Here[1], try and see if you can understand it. I'm sure you can, I'm sure your grandmother can too. Also if you have any specific questions about pharmacology, molecular biology or anything related feel free to ask, I might be able to come with a reasonably simple answer.
They'll have prepared material already explaining the purpose of the trial for the purpose of obtaining informed consent. The text for the result will have to be written up but even that will be mostly boilerplate.
This is great news - no more pharmaceutical profit projects getting pushed to the forefront, only to discover a few years later that the adverse affects were buried in 'company proprietary confidental' reports .. makes it safer to live in Europe!

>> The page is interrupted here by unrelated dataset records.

impl ClusterIndex {
    /// Build an index with the default configuration.
    pub fn new(points: Vec<GeoPoint>) -> Result<Self> {
        Self::with_config(points, Config::default())
    }

    /// Build an index with a custom configuration.
    ///
    /// Points with non-finite coordinates are skipped with a warning; callers
    /// are expected to filter them out beforehand. Longitudes outside
    /// [-180, 180] are wrapped for placement, and the point itself is
    /// returned unchanged.
    pub fn with_config(points: Vec<GeoPoint>, config: Config) -> Result<Self> {
        config.validate()?;

        let input_len = points.len();
        let points: Vec<GeoPoint> = points
            .into_iter()
            .filter(GeoPoint::has_finite_coordinates)
            .collect();
        if points.len() < input_len {
            log::warn!(
                "Skipping {} points with non-finite coordinates",
                input_len - points.len()
            );
        }
        if u32::try_from(points.len()).is_err() {
            return Err(ClusterError::InvalidInput(format!(
                "Too many points to index: {}",
                points.len()
            )));
        }

        let mut seen = FxHashSet::default();
        for point in &points {
            if !seen.insert(point.id.as_str()) {
                log::warn!("Duplicate point id '{}' in cluster input", point.id);
            }
        }

        let projected = points
            .iter()
            .map(|p| [lng_x(normalize_lng(p.lon)), lat_y(p.lat)])
            .collect();

        let mut index = Self {
            config,
            generation: NEXT_GENERATION.fetch_add(1, Ordering::Relaxed),
            points,
            projected,
            clusters: Vec::new(),
            levels: Vec::new(),
        };
        index.build_levels();

        log::debug!(
            "Built cluster index generation {} over {} points: {} clusters across zooms {}..={}",
            index.generation,
            index.points.len(),
            index.clusters.len(),
            index.config.min_zoom,
            index.config.max_zoom
        );

        Ok(index)
    }

    fn build_levels(&mut self) {
        let leaves = (0..self.points.len() as u32).map(NodeRef::Leaf).collect();
        let mut level = self.make_level(leaves);

        let mut levels = Vec::with_capacity(usize::from(self.config.max_zoom - self.config.min_zoom) + 2);
        for zoom in (self.config.min_zoom..=self.config.max_zoom).rev() {
            let coarser = self.cluster_level(&level, zoom);
            levels.push(level);
            level = coarser;
        }
        levels.push(level);
        levels.reverse();

        self.levels = levels;
    }

    fn make_level(&self, nodes: Vec<NodeRef>) -> ZoomLevel {
        let positions: Vec<[f64; 2]> = nodes.iter().map(|node| self.position(*node)).collect();
        ZoomLevel::new(nodes, &positions)
    }

    /// Cluster the nodes of the next finer level into the level for `zoom`.
    fn cluster_level(&mut self, finer: &ZoomLevel, zoom: u8) -> ZoomLevel {
        let radius = pixels_to_units(self.config.radius, self.config.extent, zoom);
        let mut claimed = vec![false; finer.len()];
        let mut nodes = Vec::with_capacity(finer.len());

        for slot in 0..finer.len() {
            if claimed[slot] {
                continue;
            }
            claimed[slot] = true;

            let node = finer.node(slot);
            let neighbors: SmallVec<[usize; 8]> = finer
                .within_distance(self.position(node), radius)
                .into_iter()
                .filter(|&other| !claimed[other])
                .collect();
            for &other in &neighbors {
                claimed[other] = true;
            }

            let num_points = self.weight(node)
                + neighbors
                    .iter()
                    .map(|&other| self.weight(finer.node(other)))
                    .sum::<u32>();

            if neighbors.is_empty() || num_points < self.config.min_points {
                nodes.push(node);
                nodes.extend(neighbors.iter().map(|&other| finer.node(other)));
                continue;
            }

            let aggregate = neighbors
                .iter()
                .fold(self.aggregate(node), |acc, &other| {
                    acc.merge(self.aggregate(finer.node(other)))
                });
            let (x, y) = aggregate.centroid();

            let mut children: SmallVec<[NodeRef; 4]> = smallvec![node];
            children.extend(neighbors.iter().map(|&other| finer.node(other)));

            let id = self.clusters.len() as u32;
            self.clusters.push(ClusterNode {
                x,
                y,
                lat: aggregate.mean_lat(),
                zoom,
                num_points: aggregate.num_points(),
                vibes: aggregate.vibes(),
                children,
            });
            nodes.push(NodeRef::Cluster(id));
        }

        self.make_level(nodes)
    }

    fn position(&self, node: NodeRef) -> [f64; 2] {
        match node {
            NodeRef::Leaf(i) => self.projected[i as usize],
            NodeRef::Cluster(i) => {
                let cluster = &self.clusters[i as usize];
                [cluster.x, cluster.y]
            }
        }
    }

    fn weight(&self, node: NodeRef) -> u32 {
        match node {
            NodeRef::Leaf(_) => 1,
            NodeRef::Cluster(i) => self.clusters[i as usize].num_points,
        }
    }

    fn aggregate(&self, node: NodeRef) -> ClusterAggregate {
        let [x, y] = self.position(node);
        let (lat, vibes) = match node {
            NodeRef::Leaf(i) => {
                let point = &self.points[i as usize];
                (point.lat, VibeCounts::single(point.category))
            }
            NodeRef::Cluster(i) => {
                let cluster = &self.clusters[i as usize];
                (cluster.lat, cluster.vibes)
            }
        };
        ClusterAggregate::of_node(x, y, lat, self.weight(node), vibes)
    }

    fn level(&self, zoom: u8) -> &ZoomLevel {
        &self.levels[usize::from(zoom - self.config.min_zoom)]
    }

    /// Primitives intersecting a bounding box at `zoom`.
    ///
    /// The zoom is clamped into the configured range. The box is widened by
    /// the configured padding, so primitives on or just past an edge are
    /// kept. `west > east` selects a box crossing the antimeridian; a span of
    /// 360° or more covers every longitude. Non-finite bounds yield nothing.
    pub fn query(&self, west: f64, south: f64, east: f64, north: f64, zoom: i32) -> Vec<ClusterResult> {
        if ![west, south, east, north].iter().all(|v| v.is_finite()) {
            log::warn!("Rejecting cluster query with non-finite bounds");
            return Vec::new();
        }

        let zoom = self.config.clamp_zoom(zoom);
        let level = self.level(zoom);
        let pad = pixels_to_units(self.config.padding, self.config.extent, zoom);

        let (mut south, mut north) = (south.clamp(-90.0, 90.0), north.clamp(-90.0, 90.0));
        if south > north {
            std::mem::swap(&mut south, &mut north);
        }
        let min_y = lat_y(north) - pad;
        let max_y = lat_y(south) + pad;

        let mut slots: Vec<usize> = if east - west >= 360.0 {
            level.in_box([-pad, min_y], [1.0 + pad, max_y]).collect()
        } else {
            let (west, east) = (normalize_lng(west), normalize_lng(east));
            if west > east {
                level
                    .in_box([lng_x(west) - pad, min_y], [1.0 + pad, max_y])
                    .chain(level.in_box([-pad, min_y], [lng_x(east) + pad, max_y]))
                    .collect()
            } else {
                level
                    .in_box([lng_x(west) - pad, min_y], [lng_x(east) + pad, max_y])
                    .collect()
            }
        };
        slots.sort_unstable();
        slots.dedup();

        slots
            .into_iter()
            .map(|slot| self.materialize(level.node(slot)))
            .collect()
    }

    /// Primitives intersecting a viewport.
    pub fn query_viewport(&self, viewport: &Viewport) -> Vec<ClusterResult> {
        self.query(
            viewport.west,
            viewport.south,
            viewport.east,
            viewport.north,
            viewport.zoom,
        )
    }

    /// Every primitive at `zoom`, regardless of position.
    pub fn query_all(&self, zoom: i32) -> Vec<ClusterResult> {
        let level = self.level(self.config.clamp_zoom(zoom));
        level
            .nodes()
            .iter()
            .map(|node| self.materialize(*node))
            .collect()
    }

    fn materialize(&self, node: NodeRef) -> ClusterResult {
        match node {
            NodeRef::Leaf(i) => ClusterResult::Leaf(self.points[i as usize].clone()),
            NodeRef::Cluster(i) => ClusterResult::Cluster(self.summary(i)),
        }
    }

    fn summary(&self, slot: u32) -> ClusterSummary {
        let cluster = &self.clusters[slot as usize];
        ClusterSummary {
            id: u64::from(slot),
            handle: ClusterHandle {
                generation: self.generation,
                slot,
            },
            lon: x_lng(cluster.x),
            lat: cluster.lat,
            count: cluster.num_points,
            vibes: cluster.vibes,
        }
    }

    fn resolve(&self, handle: ClusterHandle) -> Result<&ClusterNode> {
        if handle.generation != self.generation {
            return Err(ClusterError::InvalidHandle {
                handle,
                current: self.generation,
            });
        }
        self.clusters
            .get(handle.slot as usize)
            .ok_or(ClusterError::InvalidHandle {
                handle,
                current: self.generation,
            })
    }

    /// Whether `handle` was issued by this build.
    pub fn owns(&self, handle: ClusterHandle) -> bool {
        self.resolve(handle).is_ok()
    }

    /// Summary for a cluster handle.
    pub fn get_cluster(&self, handle: ClusterHandle) -> Result<ClusterSummary> {
        self.resolve(handle)?;
        Ok(self.summary(handle.slot))
    }

    /// All original points under a cluster, depth-first in child order.
    pub fn get_leaves(&self, handle: ClusterHandle) -> Result<Vec<GeoPoint>> {
        let cluster = self.resolve(handle)?;
        Ok(self
            .leaf_indices(cluster)
            .into_iter()
            .map(|i| self.points[i as usize].clone())
            .collect())
    }

    /// A page of [`get_leaves`](Self::get_leaves): `limit` points after skipping `offset`.
    pub fn get_leaves_page(
        &self,
        handle: ClusterHandle,
        limit: usize,
        offset: usize,
    ) -> Result<Vec<GeoPoint>> {
        let cluster = self.resolve(handle)?;
        Ok(self
            .leaf_indices(cluster)
            .into_iter()
            .skip(offset)
            .take(limit)
            .map(|i| self.points[i as usize].clone())
            .collect())
    }

    fn leaf_indices(&self, cluster: &ClusterNode) -> Vec<u32> {
        let mut leaves = Vec::with_capacity(cluster.num_points as usize);
        let mut stack: Vec<NodeRef> = cluster.children.iter().rev().copied().collect();
        while let Some(node) = stack.pop() {
            match node {
                NodeRef::Leaf(i) => leaves.push(i),
                NodeRef::Cluster(i) => {
                    stack.extend(self.clusters[i as usize].children.iter().rev().copied());
                }
            }
        }
        leaves
    }

    /// Immediate children of a cluster, one zoom level finer.
    pub fn get_children(&self, handle: ClusterHandle) -> Result<Vec<ClusterResult>> {
        let cluster = self.resolve(handle)?;
        Ok(cluster
            .children
            .iter()
            .map(|node| self.materialize(*node))
            .collect())
    }

    /// Zoom at which the cluster breaks up into its children.
    ///
    /// `None` when the cluster still exists at `max_zoom`, the finest zoom
    /// queries can reach.
    pub fn expansion_zoom(&self, handle: ClusterHandle) -> Result<Option<u8>> {
        let cluster = self.resolve(handle)?;
        Ok((cluster.zoom < self.config.max_zoom).then(|| cluster.zoom + 1))
    }

    /// Display size for a primitive under the configured size policy.
    pub fn display_size(&self, result: &ClusterResult) -> f64 {
        self.config.size.display_size(result.count())
    }

    pub fn generation(&self) -> u64 {
        self.generation
    }

    pub fn config(&self) -> &Config {
        &self.config
    }

    /// Points the index was built over, in input order.
    pub fn points(&self) -> &[GeoPoint] {
        &self.points
    }

    pub fn len(&self) -> usize {
        self.points.len()
    }

    pub fn is_empty(&self) -> bool {
        self.points.is_empty()
    }

    pub fn stats(&self) -> IndexStats {
        IndexStats {
            generation: self.generation,
            num_points: self.points.len(),
            num_clusters: self.clusters.len(),
            primitives_per_zoom: (self.config.min_zoom..=self.config.max_zoom)
                .map(|zoom| (zoom, self.level(zoom).len()))
                .collect(),
        }
    }
}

In the US, this is already present, to some extent, with FDAAA 801 [1], which requires that all clinical trials be registered before they start. Missing things like required publication and the "human-readable" digest, but the absence of data can be factored in by the FDA when considering approval -- that is, studies that terminate without reaching a finding can be considered weak indicators of problems, and in the long run, potentially point to organizations or individuals who might be suppressing negative results.
Even required publication is no cure for this; a result saying "we inadvertently broke the blind" or "the protocol was poorly implemented" is perfectly possible even in good faith.
The EP is actually quite good at producing the right decisions, especially when the public remember that it exists and lobby them over this issue. Unfortunately it's the weakest of the legislating institutions (Parliament/Commission/Council).
Yes. I'd like to have EU institutions which look more like "normal" democratic systems, and greater power for the EU parliament. But it's still a lot better since the Lisbon treaty.
Another excellent decision made by the MEPs that the general public will simply not give a shit about. Your cynicism is too high. Votes for "tax the right", "throw out the immigrants", "abandon the EU" are popularism. Good science and technology votes stand by themselves.
Maybe your right but to my mind there's been a suspiciously high level of superficially praiseworthy pronouncements emanating from Strasbourg just lately.
Given the limited powers of the parliament do they carry any more weight than politicians' pre-election promises?
I don't know where you live 3 billboards on my way to work are now taken up with advertisements on behalf of our local MEP. She had been all but invisible previously.
As I said in a comment lately she has recently been on the radio here claiming credit for another measure that promises much but has been criticised for being easily sidestepped.
http://en.wikipedia.org/wiki/Bad_Pharma
http://en.wikipedia.org/wiki/Bad_Science_%28book%29
I wonder if you can get "I am a Nutritionist!" T-shirts?
[Edit: Thanks for pointing out the T-Shirt pretty much does exist].